SNORA58 Facilitates Radioresistance via Suppressing JNK1‐Mediated Ferroptosis in Esophageal Squamous Cell Carcinoma

Abstract Radioresistance represents a substantial challenge in cancer treatment, particularly in esophageal squamous cell carcinoma (ESCC), where the underlying molecular mechanisms remain incompletely understood. Small nucleolar RNAs (snoRNAs), primarily located in the nucleolus, are noncoding RNAs whose roles in ESCC radiotherapy are unclear. In this study, an upregulated snoRNA, SNORA58 is identified in ESCC via a snoRNA PCR array. Furthermore, based on multicenter data, SNORA58 is established as a promising biomarker for predicting response to neoadjuvant chemoradiotherapy (nCRT).
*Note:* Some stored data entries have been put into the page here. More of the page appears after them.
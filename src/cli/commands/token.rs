use clap::Subcommand;
use uuid::Uuid;

use crate::auth::{Identity, TokenCodec};
use crate::cli::utils::output_value;
use crate::cli::OutputFormat;
use crate::config::AppConfig;

#[derive(Subcommand)]
pub enum TokenCommands {
    #[command(about = "Sign a seller token")]
    Seller {
        #[arg(help = "Seller user id")]
        user_id: Uuid,
    },

    #[command(about = "Sign a store customer token")]
    Customer {
        #[arg(help = "Customer id")]
        customer_id: Uuid,
        #[arg(help = "Store id")]
        store_id: Uuid,
        #[arg(help = "Store slug")]
        store_slug: String,
    },
}

pub fn handle(cmd: TokenCommands, config: AppConfig, output_format: OutputFormat) -> anyhow::Result<()> {
    let identity = match cmd {
        TokenCommands::Seller { user_id } => Identity::Seller { user_id },
        TokenCommands::Customer {
            customer_id,
            store_id,
            store_slug,
        } => Identity::Customer {
            customer_id,
            store_id,
            store_slug,
        },
    };

    let token = TokenCodec::from_config(&config.security).issue(identity)?;
    output_value(output_format, "token", &token)
}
Patients with high SNORA58 expression levels presented a lower likelihood of achieving a complete response to nCRT and poorer clinical outcomes. Functionally, SNORA58 enhances cancer cell resistance to radiotherapy without affecting chemotherapeutic sensitivity. Mechanistically, SNORA58 stabilizes CTCF by inhibiting its ubiquitin‐mediated degradation, leading to JNK1 downregulation and subsequent inactivation of the JNK signaling pathway; this disrupts intracellular iron homeostasis, thereby alleviating radiotherapy‐induced ferroptosis. Notably, the administration of a JNK signaling activator significantly restored the radiosensitivity of high‐SNORA58 ESCC cells both in vitro and in vivo. These findings elucidate the first demonstration of SNORA58 as a critical regulator of radioresistance in ESCC and reveal a novel link between snoRNAs and ferroptosis in this specific context, suggesting potential therapeutic strategies for managing ESCC.